» **Work request**
Could you count the lines in the data that contain "PuzzleHash"? Reply with the number only.

» **Material for this task**
* * * * * * * * *
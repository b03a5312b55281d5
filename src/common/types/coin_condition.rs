use log::debug;

use clvmr::allocator::{NodePtr, SExp};

use crate::utils::proper_list;

use crate::common::constants::{AGG_SIG_ME_ATOM, AGG_SIG_UNSAFE_ATOM, CREATE_COIN_ATOM};

use crate::common::types::{
    u64_from_atom, AllocEncoder, Amount, Error, Hash, Program, PublicKey, PuzzleHash,
};
use crate::runner::PuzzleRunner;

#[derive(Debug, Clone, PartialEq, Eq)]
pub enum CoinCondition {
    AggSigMe(PublicKey, Vec<u8>),
    AggSigUnsafe(PublicKey, Vec<u8>),
    CreateCoin(PuzzleHash, Amount, Vec<Vec<u8>>),
}

fn atoms_of(allocator: &AllocEncoder, nodes: &[NodePtr]) -> Option<Vec<Vec<u8>>> {
    nodes
        .iter()
        .map(|n| match allocator.allocator_ref().sexp(*n) {
            SExp::Atom => Some(allocator.allocator_ref().atom(*n).to_vec()),
            _ => None,
        })
        .collect()
}

/// An AGG_SIG naming a malformed key is an error, not a skipped condition.
fn agg_sig_key(opcode: &str, key: &[u8]) -> Result<PublicKey, Error> {
    PublicKey::from_slice(key).map_err(|e| {
        Error::StrErr(format!(
            "{opcode} with bad public key {}: {e:?}",
            hex::encode(key)
        ))
    })
}

fn parse_condition(
    allocator: &AllocEncoder,
    condition: NodePtr,
) -> Result<Option<CoinCondition>, Error> {
    let Some(exploded) = proper_list(allocator.allocator_ref(), condition, true) else {
        return Ok(None);
    };
    if exploded.len() < 3 {
        return Ok(None);
    }

    let Some(atoms) = atoms_of(allocator, &exploded[..3]) else {
        return Ok(None);
    };
    if atoms[0] == AGG_SIG_UNSAFE_ATOM {
        let pk = agg_sig_key("AGG_SIG_UNSAFE", &atoms[1])?;
        return Ok(Some(CoinCondition::AggSigUnsafe(pk, atoms[2].to_vec())));
    } else if atoms[0] == AGG_SIG_ME_ATOM {
        let pk = agg_sig_key("AGG_SIG_ME", &atoms[1])?;
        return Ok(Some(CoinCondition::AggSigMe(pk, atoms[2].to_vec())));
    } else if atoms[0] == CREATE_COIN_ATOM {
        let Some(amt) = u64_from_atom(&atoms[2]) else {
            return Ok(None);
        };
        let memos = exploded
            .get(3)
            .and_then(|m| proper_list(allocator.allocator_ref(), *m, true))
            .and_then(|m| atoms_of(allocator, &m))
            .unwrap_or_default();
        return Ok(Some(CoinCondition::CreateCoin(
            PuzzleHash::from_hash(Hash::from_slice(&atoms[1])),
            Amount::new(amt),
            memos,
        )));
    }

    Ok(None)
}

impl CoinCondition {
    /// Conditions this crate acts on; anything else in the list is skipped.
    pub fn from_nodeptr(
        allocator: &AllocEncoder,
        conditions: NodePtr,
    ) -> Result<Vec<CoinCondition>, Error> {
        let Some(exploded) = proper_list(allocator.allocator_ref(), conditions, true) else {
            return Ok(Vec::new());
        };
        let mut result = Vec::new();
        for cond in exploded.iter() {
            if let Some(parsed) = parse_condition(allocator, *cond)? {
                result.push(parsed);
            }
        }
        Ok(result)
    }

    pub fn from_puzzle_and_solution(
        allocator: &mut AllocEncoder,
        runner: &dyn PuzzleRunner,
        puzzle: &Program,
        solution: &Program,
    ) -> Result<Vec<CoinCondition>, Error> {
        let conditions = runner.run(puzzle, solution)?;
        debug!("conditions to parse {}", conditions.to_hex());
        let conditions_node = conditions.to_nodeptr(allocator)?;
        CoinCondition::from_nodeptr(allocator, conditions_node)
    }
}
* * * * * * * * *
» **Written reply**
3